[Dataset items]

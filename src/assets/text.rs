use std::collections::HashMap;
use std::path::Path;
use std::sync::Arc;

use anyhow::Context;

use crate::foundation::error::{GradiiError, GradiiResult};
use crate::foundation::math::Fnv1a64;

/// Font file loaded into memory, identified by a content hash.
#[derive(Clone, Debug, PartialEq, Eq)]
pub struct FontFace {
    key: u64,
    bytes: Arc<Vec<u8>>,
}

impl FontFace {
    /// Wrap raw TTF/OTF bytes.
    pub fn from_bytes(bytes: Vec<u8>) -> GradiiResult<Self> {
        if bytes.is_empty() {
            return Err(GradiiError::validation("font file is empty"));
        }
        let mut h = Fnv1a64::new_default();
        h.write_bytes(&bytes);
        Ok(Self {
            key: h.finish(),
            bytes: Arc::new(bytes),
        })
    }

    /// Read a font file from disk.
    pub fn from_path(path: &Path) -> GradiiResult<Self> {
        let bytes =
            std::fs::read(path).with_context(|| format!("read font '{}'", path.display()))?;
        Self::from_bytes(bytes)
    }

    /// Load a font from a settings reference: a `data:` URL, or a file path resolved against
    /// `base_dir` when relative.
    pub fn from_reference(reference: &str, base_dir: Option<&Path>) -> GradiiResult<Self> {
        let reference = reference.trim();
        if reference.starts_with("data:") {
            let url = data_url::DataUrl::process(reference)
                .map_err(|e| GradiiError::validation(format!("malformed font data URL: {e:?}")))?;
            let (bytes, _) = url.decode_to_vec().map_err(|e| {
                GradiiError::validation(format!("invalid base64 in font data URL: {e:?}"))
            })?;
            return Self::from_bytes(bytes);
        }
        let path = Path::new(reference);
        match base_dir {
            Some(dir) if path.is_relative() => Self::from_path(&dir.join(path)),
            _ => Self::from_path(path),
        }
    }

    /// Content hash used as cache key.
    pub fn key(&self) -> u64 {
        self.key
    }

    /// Raw font bytes.
    pub fn bytes(&self) -> &Arc<Vec<u8>> {
        &self.bytes
    }

    pub(crate) fn to_cpu_font(&self) -> vello_cpu::peniko::FontData {
        vello_cpu::peniko::FontData::new(
            vello_cpu::peniko::Blob::from(self.bytes.as_ref().clone()),
            0,
        )
    }
}

/// One shaped glyph; `x_offset`/`y` are relative to the pen position and baseline.
#[derive(Clone, Copy, Debug, PartialEq)]
pub struct ShapedGlyph {
    /// Glyph id inside the font.
    pub id: u32,
    /// Horizontal offset from the pen position.
    pub x_offset: f32,
    /// Vertical offset from the baseline.
    pub y: f32,
    /// Natural advance width.
    pub advance: f32,
}

/// A single shaped line of text with its vertical metrics.
#[derive(Clone, Debug, Default, PartialEq)]
pub struct ShapedLine {
    /// Glyphs in visual order.
    pub glyphs: Vec<ShapedGlyph>,
    /// Distance from the baseline to the top of the line box.
    pub ascent: f32,
    /// Distance from the baseline to the bottom of the line box.
    pub descent: f32,
}

impl ShapedLine {
    /// Natural advance widths, one per glyph.
    pub fn advances(&self) -> Vec<f64> {
        self.glyphs.iter().map(|g| f64::from(g.advance)).collect()
    }
}

/// Parley-backed shaper for single lines of overlay text.
pub struct TextShaper {
    font_ctx: parley::FontContext,
    layout_ctx: parley::LayoutContext<()>,
    families: HashMap<u64, String>,
}

impl Default for TextShaper {
    fn default() -> Self {
        Self::new()
    }
}

impl std::fmt::Debug for TextShaper {
    fn fmt(&self, f: &mut std::fmt::Formatter<'_>) -> std::fmt::Result {
        f.debug_struct("TextShaper")
            .field("families", &self.families.len())
            .finish_non_exhaustive()
    }
}

impl TextShaper {
    /// Fresh shaper with empty Parley contexts.
    pub fn new() -> Self {
        Self {
            font_ctx: parley::FontContext::default(),
            layout_ctx: parley::LayoutContext::new(),
            families: HashMap::new(),
        }
    }

    fn family_for(&mut self, font: &FontFace) -> GradiiResult<String> {
        if let Some(name) = self.families.get(&font.key) {
            return Ok(name.clone());
        }
        let families = self.font_ctx.collection.register_fonts(
            parley::fontique::Blob::from(font.bytes.as_ref().clone()),
            None,
        );
        let family_id = families
            .first()
            .map(|(id, _)| *id)
            .ok_or_else(|| GradiiError::validation("no font families registered from font bytes"))?;
        let name = self
            .font_ctx
            .collection
            .family_name(family_id)
            .ok_or_else(|| GradiiError::validation("registered font family has no name"))?
            .to_string();
        self.families.insert(font.key, name.clone());
        Ok(name)
    }

    /// Shape one line of text without wrapping.
    pub fn shape_line(
        &mut self,
        font: &FontFace,
        text: &str,
        size_px: f32,
        weight: f32,
    ) -> GradiiResult<ShapedLine> {
        if !size_px.is_finite() || size_px <= 0.0 {
            return Err(GradiiError::validation(
                "text size_px must be finite and > 0",
            ));
        }
        let family_name = self.family_for(font)?;

        let mut builder = self
            .layout_ctx
            .ranged_builder(&mut self.font_ctx, text, 1.0, true);
        builder.push_default(parley::style::StyleProperty::FontStack(
            parley::style::FontStack::Source(std::borrow::Cow::Owned(family_name)),
        ));
        builder.push_default(parley::style::StyleProperty::FontSize(size_px));
        builder.push_default(parley::style::StyleProperty::FontWeight(
            parley::style::FontWeight::new(weight.clamp(1.0, 1000.0)),
        ));
        let mut layout: parley::Layout<()> = builder.build(text);
        layout.break_all_lines(None);

        let mut out = ShapedLine::default();
        for line in layout.lines() {
            let m = line.metrics();
            out.ascent = out.ascent.max(m.ascent);
            out.descent = out.descent.max(m.descent);
            for item in line.items() {
                let parley::layout::PositionedLayoutItem::GlyphRun(run) = item else {
                    continue;
                };
                out.glyphs.extend(run.glyphs().map(|g| ShapedGlyph {
                    id: g.id,
                    x_offset: g.x,
                    y: g.y,
                    advance: g.advance,
                }));
            }
        }
        if out.ascent <= 0.0 {
            out.ascent = size_px * 0.8;
            out.descent = size_px * 0.2;
        }
        Ok(out)
    }
}

/// Locate a usable font for tests and the bench: `tests/data/fonts/` first, then common system
/// directories.
pub fn find_fallback_font() -> Option<std::path::PathBuf> {
    let mut dirs: std::collections::VecDeque<std::path::PathBuf> = [
        std::path::PathBuf::from(env!("CARGO_MANIFEST_DIR")).join("tests/data/fonts"),
        std::path::PathBuf::from("/usr/share/fonts"),
        std::path::PathBuf::from("/usr/local/share/fonts"),
        std::path::PathBuf::from("/Library/Fonts"),
        std::path::PathBuf::from("/System/Library/Fonts"),
        std::path::PathBuf::from("C:\\Windows\\Fonts"),
    ]
    .into_iter()
    .collect();
    while let Some(dir) = dirs.pop_front() {
        let Ok(entries) = std::fs::read_dir(&dir) else {
            continue;
        };
        let mut sub = Vec::new();
        for entry in entries.flatten() {
            let path = entry.path();
            if path.is_dir() {
                sub.push(path);
                continue;
            }
            let ext = path
                .extension()
                .and_then(|e| e.to_str())
                .map(str::to_ascii_lowercase);
            if matches!(ext.as_deref(), Some("ttf") | Some("otf")) {
                return Some(path);
            }
        }
        sub.sort();
        dirs.extend(sub);
    }
    None
}

#[cfg(test)]
#[path = "../../tests/unit/assets/text.rs"]
mod tests;
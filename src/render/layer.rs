use rand::SeedableRng;
use rand::rngs::StdRng;

use crate::assets::color::Color;
use crate::assets::decode::PreparedImage;
use crate::foundation::core::{Affine, Canvas, Vec2};
use crate::foundation::error::GradiiResult;
use crate::foundation::math::derive_seed;
use crate::render::shape::{blob_path, shape_origin};
use crate::render::surface::{Rasterizer, affine_to_cpu, bezpath_to_cpu, color_paint, image_paint};
use crate::scene::model::ShapeDef;

/// Placement of an image scaled to cover the whole canvas.
#[derive(Clone, Copy, Debug, PartialEq)]
pub struct CoverFit {
    /// Uniform scale factor.
    pub scale: f64,
    /// Top-left corner of the scaled image in canvas pixels (negative when cropped).
    pub offset: Vec2,
}

impl CoverFit {
    /// Image-space to canvas-space transform.
    pub fn transform(&self) -> Affine {
        Affine::translate(self.offset) * Affine::scale(self.scale)
    }
}

/// `scale = max(Cw/Iw, Ch/Ih)`, centered on the canvas.
pub fn cover_fit(canvas: Canvas, image_w: u32, image_h: u32) -> CoverFit {
    let (cw, ch) = (f64::from(canvas.width), f64::from(canvas.height));
    let (iw, ih) = (f64::from(image_w.max(1)), f64::from(image_h.max(1)));
    let scale = (cw / iw).max(ch / ih);
    CoverFit {
        scale,
        offset: Vec2::new((cw - iw * scale) / 2.0, (ch - ih * scale) / 2.0),
    }
}

/// What sits on top of the solid fill in the background layer.
#[derive(Clone, Copy, Debug)]
pub enum BackgroundSource<'a> {
    /// Nothing; the layer is the plain fill.
    Solid,
    /// Blob shapes in list order.
    Shapes(&'a [ShapeDef]),
    /// A cover-fit photo. Shapes are suppressed while it is present.
    Image(&'a PreparedImage),
}

/// Rasterize the background layer: solid fill plus shapes or photo.
///
/// Unseeded shapes get fresh jitter on every call.
pub(crate) fn render_background(
    raster: &mut Rasterizer,
    canvas: Canvas,
    color: Color,
    source: BackgroundSource<'_>,
    seed: Option<u64>,
) -> GradiiResult<Vec<u8>> {
    let full = vello_cpu::kurbo::Rect::new(
        0.0,
        0.0,
        f64::from(canvas.width),
        f64::from(canvas.height),
    );
    raster.rasterize(canvas, |ctx| {
        ctx.set_paint(color_paint(color));
        ctx.fill_rect(&full);

        match source {
            BackgroundSource::Solid => {}
            BackgroundSource::Shapes(shapes) => {
                let mut rng = match seed {
                    Some(s) => StdRng::seed_from_u64(derive_seed(s, b"shapes")),
                    None => StdRng::from_entropy(),
                };
                for shape in shapes {
                    let path = blob_path(shape_origin(shape, canvas), canvas, &mut rng);
                    ctx.set_paint(color_paint(shape.color));
                    ctx.fill_path(&bezpath_to_cpu(&path));
                }
            }
            BackgroundSource::Image(img) => {
                let fit = cover_fit(canvas, img.width, img.height);
                let paint = image_paint(img)?;
                ctx.set_transform(affine_to_cpu(fit.transform()));
                ctx.set_paint(paint);
                ctx.fill_rect(&vello_cpu::kurbo::Rect::new(
                    0.0,
                    0.0,
                    f64::from(img.width),
                    f64::from(img.height),
                ));
            }
        }
        Ok(())
    })
}

#[cfg(test)]
#[path = "../../tests/unit/render/layer.rs"]
mod tests;
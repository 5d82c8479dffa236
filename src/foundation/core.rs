use crate::foundation::error::{GradiiError, GradiiResult};

pub use kurbo::{Affine, BezPath, Point, Rect, Vec2};

/// Largest accepted canvas side, in pixels.
pub const MAX_CANVAS_SIDE: u32 = 2560;

/// Output canvas dimensions in pixels.
///
/// The same canvas drives the visible buffer and the exported PNG; preview display scaling never
/// changes it.
#[derive(Clone, Copy, Debug, PartialEq, Eq, Hash, serde::Serialize, serde::Deserialize)]
pub struct Canvas {
    /// Width in pixels.
    pub width: u32,
    /// Height in pixels.
    pub height: u32,
}

impl Canvas {
    /// Create a validated canvas with both sides in `1..=MAX_CANVAS_SIDE`.
    pub fn new(width: u32, height: u32) -> GradiiResult<Self> {
        let canvas = Self { width, height };
        canvas.check()?;
        Ok(canvas)
    }

    /// Return an error when either side is outside `1..=MAX_CANVAS_SIDE`.
    pub fn check(self) -> GradiiResult<()> {
        for (name, v) in [("width", self.width), ("height", self.height)] {
            if v == 0 || v > MAX_CANVAS_SIDE {
                return Err(GradiiError::validation(format!(
                    "canvas {name} must be in 1..={MAX_CANVAS_SIDE}, got {v}"
                )));
            }
        }
        Ok(())
    }

    /// Number of pixels.
    pub fn pixel_count(self) -> usize {
        (self.width as usize).saturating_mul(self.height as usize)
    }

    /// Byte length of a tightly packed RGBA8 buffer for this canvas.
    pub fn byte_len(self) -> usize {
        self.pixel_count().saturating_mul(4)
    }

    /// Shorter side, used to size blob shapes.
    pub fn min_side(self) -> u32 {
        self.width.min(self.height)
    }

    /// Canvas center in pixel space.
    pub fn center(self) -> Point {
        Point::new(f64::from(self.width) / 2.0, f64::from(self.height) / 2.0)
    }

    pub(crate) fn size_u16(self) -> GradiiResult<(u16, u16)> {
        let w: u16 = self
            .width
            .try_into()
            .map_err(|_| GradiiError::render("canvas width exceeds u16"))?;
        let h: u16 = self
            .height
            .try_into()
            .map_err(|_| GradiiError::render("canvas height exceeds u16"))?;
        Ok((w, h))
    }
}

impl Default for Canvas {
    fn default() -> Self {
        Self {
            width: 1920,
            height: 1080,
        }
    }
}

/// Premultiplied RGBA8 (r,g,b already multiplied by a).
#[derive(Clone, Copy, Debug, PartialEq, Eq, Hash, serde::Serialize, serde::Deserialize)]
pub struct Rgba8Premul {
    /// Red channel premultiplied by alpha.
    pub r: u8,
    /// Green channel premultiplied by alpha.
    pub g: u8,
    /// Blue channel premultiplied by alpha.
    pub b: u8,
    /// Alpha channel.
    pub a: u8,
}

impl Rgba8Premul {
    /// Bytes in `[r, g, b, a]` order.
    pub fn to_array(self) -> [u8; 4] {
        [self.r, self.g, self.b, self.a]
    }
}

#[cfg(test)]
#[path = "../../tests/unit/foundation/core.rs"]
mod tests;
//! Collaborator traits for the sync engine
//!
//! This module defines the abstract interfaces the core drives.
//!
//! - [`ClientSource`]: Fetch networks and clients from the upstream platform
//! - [`DnsRecordStore`]: Read and mutate custom DNS records in the sink-hole

pub mod client_source;
pub mod dns_store;

pub use client_source::{ClientRecord, ClientSource, ClientSourceFactory, Network};
pub use dns_store::{DnsRecordStore, DnsRecordStoreFactory, RecordSet};
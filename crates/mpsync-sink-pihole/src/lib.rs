// # Pi-hole DNS Record Store
//
// This crate provides a Pi-hole v6 REST API record store for mpsync.
//
// ## Behaviour
//
// - Custom DNS records live in the `dns.hosts` config array as `"ip domain"`
//   lines; lines with any other shape are ignored
// - Domains are lowercased on read; the first line wins for duplicates
// - Session id cached after the first login and sent as `X-FTL-SID`
// - A rejected session (401/403) is dropped and the request is retried once
//   after logging in again
// - Deleting a record that is already gone succeeds
// - No retry or backoff: the core wraps reads in a retrying decorator
// - 10 second request timeout
//
// ## Dry-Run Mode
//
// Reads still hit the API; additions and deletions are only logged.
//
// ## Security Requirements
//
// - Password and session id NEVER appear in logs or `Debug` output
//
// ## API Reference
//
// - Login: POST `/api/auth` with `{"password": ...}`
// - List records: GET `/api/config/dns/hosts`
// - Add record: PUT `/api/config/dns/hosts/{ip domain}`
// - Delete record: DELETE `/api/config/dns/hosts/{ip domain}`

use async_trait::async_trait;
use mpsync_core::config::DnsStoreConfig;
use mpsync_core::traits::{DnsRecordStore, DnsRecordStoreFactory, RecordSet};
use mpsync_core::{Error, Registry, Result};
use reqwest::header::{ACCEPT, HeaderMap, RETRY_AFTER};
use reqwest::{Method, Response, StatusCode, Url};
use serde::Deserialize;
use std::net::IpAddr;
use std::time::Duration;
use tokio::sync::Mutex;
use tracing::{debug, info, warn};

/// Request timeout
const DEFAULT_HTTP_TIMEOUT: Duration = Duration::from_secs(10);

const SID_HEADER: &str = "X-FTL-SID";

const HOSTS_PATH: [&str; 4] = ["api", "config", "dns", "hosts"];

const APP_SUDO_HINT: &str = "Pi-hole refused the change (forbidden). Application passwords \
     need `webserver.api.app_sudo = true` to modify the configuration";

#[derive(Debug, Deserialize)]
struct AuthResponse {
    session: ApiSession,
}

#[derive(Debug, Deserialize)]
struct ApiSession {
    #[serde(default)]
    valid: bool,
    #[serde(default)]
    totp: bool,
    #[serde(default)]
    sid: Option<String>,
    #[serde(default)]
    message: Option<String>,
}

#[derive(Debug, Deserialize)]
struct HostsResponse {
    config: HostsConfig,
}

#[derive(Debug, Deserialize)]
struct HostsConfig {
    dns: HostsDns,
}

#[derive(Debug, Deserialize)]
struct HostsDns {
    #[serde(default)]
    hosts: Vec<String>,
}

#[derive(Debug, Deserialize)]
struct ApiErrorBody {
    error: ApiError,
}

#[derive(Debug, Deserialize)]
struct ApiError {
    key: String,
    #[serde(default)]
    message: Option<String>,
}

/// Established login; `sid` is `None` when the server has no password set
struct Session {
    sid: Option<String>,
}

/// Pi-hole v6 record store
///
/// # Security
///
/// The Debug implementation does not expose the password or session id.
pub struct PiholeRecordStore {
    /// Base URL with any `/admin` or `/api.php` suffix removed
    base_url: Url,

    /// Web or application password; `None` sends requests unauthenticated
    password: Option<String>,

    /// If true, log mutations without performing them
    dry_run: bool,

    session: Mutex<Option<Session>>,

    client: reqwest::Client,
}

impl std::fmt::Debug for PiholeRecordStore {
    fn fmt(&self, f: &mut std::fmt::Formatter<'_>) -> std::fmt::Result {
        f.debug_struct("PiholeRecordStore")
            .field("base_url", &self.base_url.as_str())
            .field("password", &self.password.as_ref().map(|_| "<REDACTED>"))
            .field("dry_run", &self.dry_run)
            .finish()
    }
}

impl PiholeRecordStore {
    /// Create a store for the Pi-hole at `url`
    ///
    /// # Errors
    ///
    /// [`Error::Config`] if the URL cannot be parsed or the HTTP client
    /// cannot be built.
    pub fn new(url: &str, password: Option<String>, dry_run: bool) -> Result<Self> {
        let normalized = normalize_base_url(url);
        let base_url = Url::parse(&normalized)
            .map_err(|e| Error::config(format!("Invalid Pi-hole URL '{}': {}", url, e)))?;
        if base_url.cannot_be_a_base() {
            return Err(Error::config(format!("Invalid Pi-hole URL '{}'", url)));
        }

        let client = reqwest::Client::builder()
            .timeout(DEFAULT_HTTP_TIMEOUT)
            .build()
            .map_err(|e| Error::config(format!("Failed to build HTTP client: {}", e)))?;

        Ok(Self {
            base_url,
            password: password.filter(|p| !p.is_empty()),
            dry_run,
            session: Mutex::new(None),
            client,
        })
    }

    /// Whether mutations are only logged
    pub fn is_dry_run(&self) -> bool {
        self.dry_run
    }

    fn endpoint(&self, segments: &[&str]) -> Result<Url> {
        let mut url = self.base_url.clone();
        url.path_segments_mut()
            .map_err(|_| Error::config(format!("Invalid Pi-hole URL '{}'", self.base_url)))?
            .pop_if_empty()
            .extend(segments);
        Ok(url)
    }

    /// URL of one `dns.hosts` entry; the space is percent-encoded
    fn host_entry_url(&self, domain: &str, ip: IpAddr) -> Result<Url> {
        let entry = format!("{} {}", ip, domain);
        let mut segments: Vec<&str> = HOSTS_PATH.to_vec();
        segments.push(entry.as_str());
        self.endpoint(&segments)
    }

    /// Session id to send, logging in first when needed
    async fn session_id(&self) -> Result<Option<String>> {
        let Some(password) = &self.password else {
            return Ok(None);
        };

        let mut session = self.session.lock().await;
        if let Some(existing) = session.as_ref() {
            return Ok(existing.sid.clone());
        }

        let established = self.login(password).await?;
        let sid = established.sid.clone();
        *session = Some(established);
        Ok(sid)
    }

    async fn login(&self, password: &str) -> Result<Session> {
        let url = self.endpoint(&["api", "auth"])?;
        let response = self
            .client
            .post(url)
            .header(ACCEPT, "application/json")
            .json(&serde_json::json!({ "password": password }))
            .send()
            .await
            .map_err(map_send_error)?;

        if response.status() == StatusCode::UNAUTHORIZED {
            return Err(Error::auth("Pi-hole rejected the password"));
        }
        let response = check_status(response).await?;
        let body: AuthResponse = response
            .json()
            .await
            .map_err(|e| Error::upstream("pihole", format!("Failed to parse auth response: {}", e)))?;

        let session = body.session;
        if session.totp {
            warn!("Pi-hole has two-factor authentication enabled; use an application password");
        }
        if !session.valid {
            return Err(Error::auth(format!(
                "Pi-hole authentication failed: {}",
                session.message.as_deref().unwrap_or("session not valid")
            )));
        }

        debug!("Pi-hole session established");
        Ok(Session { sid: session.sid })
    }

    /// Send a request, logging in again once if the session was rejected
    async fn send(&self, method: Method, url: Url) -> Result<Response> {
        let mut relogged = false;
        loop {
            let sid = self.session_id().await?;
            let mut request = self
                .client
                .request(method.clone(), url.clone())
                .header(ACCEPT, "application/json");
            if let Some(sid) = &sid {
                request = request.header(SID_HEADER, sid);
            }

            let response = request.send().await.map_err(map_send_error)?;
            let rejected = matches!(
                response.status(),
                StatusCode::UNAUTHORIZED | StatusCode::FORBIDDEN
            );
            if rejected && self.password.is_some() && !relogged {
                debug!(status = %response.status(), "Pi-hole session rejected, logging in again");
                self.session.lock().await.take();
                relogged = true;
                continue;
            }

            return check_status(response).await;
        }
    }
}

#[async_trait]
impl DnsRecordStore for PiholeRecordStore {
    async fn list_records(&self) -> Result<RecordSet> {
        let url = self.endpoint(&HOSTS_PATH)?;
        let response = self.send(Method::GET, url).await?;
        let body: HostsResponse = response
            .json()
            .await
            .map_err(|e| Error::upstream("pihole", format!("Failed to parse hosts: {}", e)))?;

        let records = parse_hosts(&body.config.dns.hosts);
        debug!(count = records.len(), "Fetched Pi-hole records");
        Ok(records)
    }

    async fn add_record(&self, domain: &str, ip: IpAddr) -> Result<()> {
        if self.dry_run {
            info!("[DRY-RUN] Would add DNS record: {} -> {}", domain, ip);
            return Ok(());
        }

        let url = self.host_entry_url(domain, ip)?;
        self.send(Method::PUT, url)
            .await
            .map_err(|e| Error::mutation(domain, e.to_string()))?;
        Ok(())
    }

    async fn delete_record(&self, domain: &str, ip: IpAddr) -> Result<()> {
        if self.dry_run {
            info!("[DRY-RUN] Would delete DNS record: {} -> {}", domain, ip);
            return Ok(());
        }

        let url = self.host_entry_url(domain, ip)?;
        match self.send(Method::DELETE, url).await {
            Ok(_) => Ok(()),
            Err(Error::NotFound(_)) => {
                debug!(domain, %ip, "Record already absent");
                Ok(())
            }
            Err(e) => Err(Error::mutation(domain, e.to_string())),
        }
    }

    fn store_name(&self) -> &'static str {
        "pihole"
    }
}

/// Strip a trailing slash and the `/admin` or `/api.php` suffix users
/// tend to paste from the browser
fn normalize_base_url(raw: &str) -> String {
    let mut url = raw.trim().trim_end_matches('/');
    for suffix in ["/api.php", "/admin"] {
        if let Some(stripped) = url.strip_suffix(suffix) {
            url = stripped.trim_end_matches('/');
        }
    }
    url.to_string()
}

/// Parse `"ip domain"` lines into a record set
fn parse_hosts(lines: &[String]) -> RecordSet {
    let mut records = RecordSet::new();
    for line in lines {
        let parts: Vec<&str> = line.split_whitespace().collect();
        let [addr, domain] = parts.as_slice() else {
            debug!(line = %line, "Ignoring hosts line");
            continue;
        };
        let Ok(ip) = addr.parse::<IpAddr>() else {
            debug!(line = %line, "Ignoring hosts line with invalid address");
            continue;
        };

        let domain = domain.to_lowercase();
        if let Some(kept) = records.get(&domain) {
            warn!(domain = %domain, kept = %kept, ignored = %ip, "Duplicate Pi-hole record");
            continue;
        }
        records.insert(domain, ip);
    }
    records
}

fn map_send_error(e: reqwest::Error) -> Error {
    if e.is_timeout() || e.is_connect() {
        Error::transient("pihole", format!("HTTP request failed: {}", e))
    } else {
        Error::upstream("pihole", format!("HTTP request failed: {}", e))
    }
}

/// Map a non-success status to the error taxonomy
async fn check_status(response: Response) -> Result<Response> {
    let status = response.status();
    if status.is_success() {
        return Ok(response);
    }

    let retry_after = parse_retry_after(response.headers());
    let body = response.text().await.unwrap_or_default();
    let api_error = serde_json::from_str::<ApiErrorBody>(&body).ok().map(|b| b.error);

    if api_error.as_ref().is_some_and(|e| e.key == "forbidden") {
        warn!("{}", APP_SUDO_HINT);
        return Err(Error::auth(APP_SUDO_HINT));
    }
    let detail = api_error
        .and_then(|e| e.message)
        .unwrap_or_else(|| body.chars().take(200).collect());

    Err(match status {
        StatusCode::TOO_MANY_REQUESTS => Error::rate_limited(
            "pihole",
            format!("Rate limit exceeded. Status: {}", status),
            retry_after,
        ),
        StatusCode::UNAUTHORIZED | StatusCode::FORBIDDEN => {
            Error::auth(format!("Pi-hole rejected the session. Status: {}", status))
        }
        StatusCode::NOT_FOUND => Error::not_found(format!("Pi-hole resource not found: {}", detail)),
        s if s.is_server_error() => {
            Error::transient("pihole", format!("Pi-hole server error: {} - {}", status, detail))
        }
        _ => Error::upstream("pihole", format!("Request failed: {} - {}", status, detail)),
    })
}

fn parse_retry_after(headers: &HeaderMap) -> Option<Duration> {
    headers
        .get(RETRY_AFTER)?
        .to_str()
        .ok()?
        .trim()
        .parse::<u64>()
        .ok()
        .map(Duration::from_secs)
}

/// Factory for creating Pi-hole record stores
pub struct PiholeFactory;

impl DnsRecordStoreFactory for PiholeFactory {
    fn create(&self, config: &DnsStoreConfig) -> Result<Box<dyn DnsRecordStore>> {
        match config {
            DnsStoreConfig::Pihole {
                url,
                password,
                dry_run,
            } => {
                if *dry_run {
                    warn!("Pi-hole store running in DRY-RUN mode - no changes will be made");
                }
                Ok(Box::new(PiholeRecordStore::new(url, password.clone(), *dry_run)?))
            }
            _ => Err(Error::config("Invalid config for Pi-hole record store")),
        }
    }
}

/// Register the Pi-hole record store with a registry
pub fn register(registry: &Registry) {
    registry.register_store("pihole", Box::new(PiholeFactory));
}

▸ BRIEF: Which lines above hold the string "Mutex"? Show each of them.

▸ RESULT FOR THIS TASK:
use tokio::sync::Mutex;
    session: Mutex<Option<Session>>,
            session: Mutex::new(None),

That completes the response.